“Is there a train depot nearby?” Cordelia asked.
“Down the road a bit.” Adie pointed toward a small, white building on the edge of town next to the tracks. “Where you headed?”
“Not quite sure,” Cordelia said.
Adie nodded in spite of seeming a little confused by the response. She was about to ask another question, when she noticed something on the dirt road a few feet away. She quickly rushed forward and knelt down.
“Oh no!” Adie gasped, cupping something small in her hands.
Eleanor leaned in to get a better look and then covered her mouth in horror.
Adie stood up and spun around. A small robin with a crooked and damaged wing lay in her small palms. The girl’s smile was gone as she examined the little bird carefully.
“I hope you all find what you need,” Adie said to the Walkers. “But I need to get home and care for this poor little fella.”
The Walkers nodded and thanked Adie for the food one last time as she gently put the injured bird in the front pocket of her dress. She grabbed her picnic basket and hurried off toward the other end of town.

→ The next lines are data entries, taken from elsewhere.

//! Column registry and the views it maintains.
//!
//! The registry owns one [`Columns`] collection per view and an index of
//! registered columns by key. It is an explicit object: callers that add or
//! remove user columns get it passed in rather than reaching for global
//! state.

use std::borrow::Cow;
use std::collections::{BTreeMap, HashMap};
use std::fmt;
use std::rc::Rc;

use log::debug;

use crate::column::{Column, Columns};
use crate::error::{ColumnsError, Result};

/// Identifier of a view (a named column collection).
#[derive(Debug, Clone, PartialEq, Eq, PartialOrd, Ord, Hash)]
pub struct ViewId(Cow<'static, str>);

impl ViewId {
    /// The file list view.
    pub const FILE: ViewId = ViewId(Cow::Borrowed("FILE_VIEW"));
    /// The album tree view.
    pub const ALBUM: ViewId = ViewId(Cow::Borrowed("ALBUM_VIEW"));

    pub fn new(id: impl Into<String>) -> Self {
        ViewId(Cow::Owned(id.into()))
    }

    pub fn as_str(&self) -> &str {
        &self.0
    }

    /// The views hosted by [`ColumnRegistry::with_default_views`], in
    /// canonical order.
    pub fn defaults() -> [ViewId; 2] {
        [ViewId::FILE, ViewId::ALBUM]
    }
}

impl fmt::Display for ViewId {
    fn fmt(&self, f: &mut fmt::Formatter<'_>) -> fmt::Result {
        f.write_str(&self.0)
    }
}

/// Registered columns and the views showing them.
#[derive(Debug, Default)]
pub struct ColumnRegistry {
    by_key: HashMap<String, Rc<Column>>,
    views: BTreeMap<ViewId, Columns>,
}

impl ColumnRegistry {
    /// Creates a registry without views.
    pub fn new() -> Self {
        Self::default()
    }

    /// Creates a registry hosting the file and album views.
    pub fn with_default_views() -> Self {
        let mut registry = Self::new();
        for view in ViewId::defaults() {
            registry.add_view(view, Columns::default());
        }
        registry
    }

    /// Hosts a view, replacing any collection previously under `id`.
    pub fn add_view(&mut self, id: ViewId, columns: Columns) {
        self.views.insert(id, columns);
    }

    /// Returns a view's column collection.
    pub fn view(&self, id: &ViewId) -> Option<&Columns> {
        self.views.get(id)
    }

    pub fn view_mut(&mut self, id: &ViewId) -> Option<&mut Columns> {
        self.views.get_mut(id)
    }

    /// Iterates hosted view ids.
    pub fn view_ids(&self) -> impl Iterator<Item = &ViewId> + '_ {
        self.views.keys()
    }

    /// Registers a column and appends it to each target view.
    ///
    /// Registration is idempotent per key: any column with the same key is
    /// first removed from the target views, and the new column always lands
    /// at the end. Every target view is checked before anything changes.
    pub fn register(&mut self, column: impl Into<Rc<Column>>, add_to: &[ViewId]) -> Result<Rc<Column>> {
        let column = column.into();
        if let Some(unknown) = add_to.iter().find(|id| !self.views.contains_key(*id)) {
            return Err(ColumnsError::UnknownView(unknown.to_string()));
        }
        if column.status_icon {
            for columns in add_to.iter().filter_map(|id| self.views.get(id)) {
                if let Some(existing) = columns.status_icon_column() {
                    if columns.get(existing).is_some_and(|c| c.key != column.key) {
                        return Err(ColumnsError::DuplicateStatusIcon { existing });
                    }
                }
            }
        }

        for id in add_to {
            if let Some(columns) = self.views.get_mut(id) {
                columns.remove_key(&column.key);
                columns.push(Rc::clone(&column))?;
            }
        }
        debug!("registered column {:?} in {:?}", column.key, add_to);
        self.by_key.insert(column.key.clone(), Rc::clone(&column));
        Ok(column)
    }

    /// Removes a column from the registry and from every view.
    ///
    /// Returns `None` if no column is registered under `key`.
    pub fn unregister(&mut self, key: &str) -> Option<Rc<Column>> {
        let column = self.by_key.remove(key)?;
        for columns in self.views.values_mut() {
            columns.remove_key(key);
        }
        debug!("unregistered column {:?}", key);
        Some(column)
    }

    /// Looks up a registered column.
    pub fn get(&self, key: &str) -> Option<&Rc<Column>> {
        self.by_key.get(key)
    }

    pub fn contains(&self, key: &str) -> bool {
        self.by_key.contains_key(key)
    }

    pub fn len(&self) -> usize {
        self.by_key.len()
    }

    pub fn is_empty(&self) -> bool {
        self.by_key.is_empty()
    }
}

#[cfg(test)]
mod tests {
    use super::*;

    fn column(title: &str, key: &str) -> Column {
        Column::builder(title, key).build().unwrap()
    }

    fn keys(registry: &ColumnRegistry, view: &ViewId) -> Vec<String> {
        registry
            .view(view)
            .unwrap()
            .iter()
            .map(|c| c.key.clone())
            .collect()
    }

    #[test]
    fn register_appends_to_target_views() {
        let mut registry = ColumnRegistry::with_default_views();
        registry.register(column("A", "a"), &[ViewId::FILE]).unwrap();
        registry.register(column("B", "b"), &ViewId::defaults()).unwrap();

        assert_eq!(keys(&registry, &ViewId::FILE), vec!["a", "b"]);
        assert_eq!(keys(&registry, &ViewId::ALBUM), vec!["b"]);
        assert_eq!(registry.len(), 2);
    }

    #[test]
    fn reregistering_replaces_and_moves_to_end() {
        let mut registry = ColumnRegistry::with_default_views();
        registry.register(column("K", "k"), &ViewId::defaults()).unwrap();
        registry.register(column("Other", "o"), &ViewId::defaults()).unwrap();
        registry.register(column("K2", "k"), &ViewId::defaults()).unwrap();

        for view in ViewId::defaults() {
            assert_eq!(keys(&registry, &view), vec!["o", "k"]);
            let columns = registry.view(&view).unwrap();
            let pos = columns.pos("k").unwrap();
            assert_eq!(columns.get(pos).unwrap().title, "K2");
        }
        assert_eq!(registry.get("k").unwrap().title, "K2");
    }

    #[test]
    fn unknown_view_changes_nothing() {
        let mut registry = ColumnRegistry::with_default_views();
        let err = registry
            .register(column("A", "a"), &[ViewId::FILE, ViewId::new("NOPE")])
            .unwrap_err();
        assert!(matches!(err, ColumnsError::UnknownView(v) if v == "NOPE"));
        assert!(registry.view(&ViewId::FILE).unwrap().is_empty());
        assert!(!registry.contains("a"));
    }

    #[test]
    fn unregister_removes_everywhere() {
        let mut registry = ColumnRegistry::with_default_views();
        registry.register(column("A", "a"), &ViewId::defaults()).unwrap();
        let removed = registry.unregister("a").unwrap();
        assert_eq!(removed.title, "A");
        assert!(registry.view(&ViewId::FILE).unwrap().is_empty());
        assert!(registry.view(&ViewId::ALBUM).unwrap().is_empty());
        assert!(registry.unregister("a").is_none());
        assert!(registry.get("a").is_none());
    }

    #[test]
    fn shared_column_instance_across_views() {
        let mut registry = ColumnRegistry::with_default_views();
        let registered = registry.register(column("A", "a"), &ViewId::defaults()).unwrap();
        let file = registry.view(&ViewId::FILE).unwrap().get(0).unwrap();
        let album = registry.view(&ViewId::ALBUM).unwrap().get(0).unwrap();
        assert!(Rc::ptr_eq(file, album));
        assert!(Rc::ptr_eq(file, &registered));
    }

    #[test]
    fn second_status_icon_column_is_rejected_up_front() {
        let icon = |key: &str| Column::builder("Icon", key).status_icon(true).build().unwrap();
        let mut registry = ColumnRegistry::with_default_views();
        registry.register(icon("title"), &[ViewId::ALBUM]).unwrap();
        registry.register(icon("title"), &ViewId::defaults()).unwrap();

        let err = registry.register(icon("other"), &ViewId::defaults()).unwrap_err();
        assert!(matches!(err, ColumnsError::DuplicateStatusIcon { .. }));
        assert!(registry.view(&ViewId::FILE).unwrap().pos("other").is_none());
    }

    #[test]
    fn custom_views() {
        let mut registry = ColumnRegistry::new();
        registry.add_view(ViewId::new("SIDEBAR"), Columns::new(Some(50)));
        registry.register(column("A", "a"), &[ViewId::new("SIDEBAR")]).unwrap();
        assert_eq!(registry.view_ids().count(), 1);
        assert_eq!(
            registry.view(&ViewId::new("SIDEBAR")).unwrap().effective_width(0),
            Some(50)
        );
        assert_eq!(ViewId::FILE.to_string(), "FILE_VIEW");
    }
}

The Walkers trudged toward the train station, holding their overly stuffed stomachs.
“Exactly how do you think we’re going to pay for train tickets?” Brendan asked.

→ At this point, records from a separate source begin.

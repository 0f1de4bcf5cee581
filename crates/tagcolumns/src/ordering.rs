//! Row ordering by columns.
//!
//! Each [`OrderBy`] clause pairs a column with a [`Dir`]. Sort keys are
//! computed once per row and compared with the total order of [`SortKey`],
//! so sorting never fails on mixed data.

use std::cmp::Ordering;
use std::rc::Rc;

use crate::column::Column;
use crate::item::Item;
use crate::sort_key::SortKey;

/// Direction a column is sorted in.
#[derive(Debug, Clone, Copy, PartialEq, Eq, Hash, Default)]
pub enum Dir {
    #[default]
    Asc,
    Desc,
}

impl Dir {
    /// Flips `ordering` for [`Dir::Desc`].
    pub fn apply(self, ordering: Ordering) -> Ordering {
        match self {
            Dir::Asc => ordering,
            Dir::Desc => ordering.reverse(),
        }
    }
}

/// A single ordering clause: a column and a direction.
#[derive(Debug, Clone)]
pub struct OrderBy {
    pub column: Rc<Column>,
    pub dir: Dir,
}

impl OrderBy {
    pub fn asc(column: Rc<Column>) -> Self {
        OrderBy {
            column,
            dir: Dir::Asc,
        }
    }

    pub fn desc(column: Rc<Column>) -> Self {
        OrderBy {
            column,
            dir: Dir::Desc,
        }
    }

    /// Compares two rows by this clause.
    pub fn compare(&self, a: &dyn Item, b: &dyn Item) -> Ordering {
        self.dir
            .apply(self.column.sort_key(a).cmp(&self.column.sort_key(b)))
    }
}

/// Compares two rows using a list of ordering clauses.
///
/// The first clause is the primary key, later ones break ties.
pub fn compare_by_orderings(a: &dyn Item, b: &dyn Item, orderings: &[OrderBy]) -> Ordering {
    orderings
        .iter()
        .map(|order_by| order_by.compare(a, b))
        .find(|ordering| *ordering != Ordering::Equal)
        .unwrap_or(Ordering::Equal)
}

/// Returns row positions in sorted order.
///
/// Each row's key is computed exactly once; equal keys keep their input
/// order.
pub fn sorted_positions<T: Item>(rows: &[T], orderings: &[OrderBy]) -> Vec<usize> {
    let keys: Vec<Vec<SortKey>> = rows
        .iter()
        .map(|row| {
            orderings
                .iter()
                .map(|order_by| order_by.column.sort_key(row))
                .collect()
        })
        .collect();

    let mut positions: Vec<usize> = (0..rows.len()).collect();
    positions.sort_by(|&a, &b| compare_keys(&keys[a], &keys[b], orderings));
    positions
}

fn compare_keys(a: &[SortKey], b: &[SortKey], orderings: &[OrderBy]) -> Ordering {
    orderings
        .iter()
        .zip(a.iter().zip(b))
        .map(|(order_by, (ka, kb))| order_by.dir.apply(ka.cmp(kb)))
        .find(|ordering| *ordering != Ordering::Equal)
        .unwrap_or(Ordering::Equal)
}

/// Sorts borrowed rows in place.
pub fn sort_rows(rows: &mut [&dyn Item], orderings: &[OrderBy]) {
    let mut keyed: Vec<(Vec<SortKey>, &dyn Item)> = rows
        .iter()
        .map(|row| {
            let keys = orderings
                .iter()
                .map(|order_by| order_by.column.sort_key(*row))
                .collect();
            (keys, *row)
        })
        .collect();
    keyed.sort_by(|(a, _), (b, _)| compare_keys(a, b, orderings));
    for (slot, (_, row)) in rows.iter_mut().zip(keyed) {
        *slot = row;
    }
}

“These are frontier times,” Cordelia said. “Maybe the conductor’s willing to take something as a trade. Like some of the books from Denver’s library maybe?”
“Only if he wants to put himself to sleep,” Brendan said, noticing the townsfolk stepping outside into the morning sun to stare at the newcomers with open mouths. The sight of three strange kids in odd clothes walking into town was apparently pretty out of the ordinary in Van Hook.
At the far end of the dirt road on the edge of town, they ascended a few steps leading to the train platform. They stepped up to the ticket window. The train station itself was the size of a large shed. A young man, maybe eighteen or nineteen years old, stood inside the small hole cut into the side of the building that served as the ticket booth. He had red hair, a lot of freckles, and sweat was dripping in streams down his face, despite the mild morning temperature.
“May I help you?” he asked. His voice cracked uneasily.
“Yes, sir,” Cordelia said politely. “When does the next train depart and how much for three fares?”
“Um, well . . . ,” the kid said nervously. He looked at something behind him and then fidgeted with a pen on his side of the counter. “Stay right here. I got to check on something. I’ll be right back. Okay?”
Without waiting for an answer, he disappeared somewhere inside the small train depot.
“Why was he acting so weird?” Brendan asked.
“I don’t know,” Cordelia said.
She leaned against the wall of the depot, while Eleanor sat down next to her and closed her eyes as if taking a quick morning siesta. Brendan pulled out the Journal and unfolded the book world map. He might as well try to find out if this train could take them anywhere useful. But he barely had time to even glance at the map, before a loud voice shattered the silence of the small prairie town.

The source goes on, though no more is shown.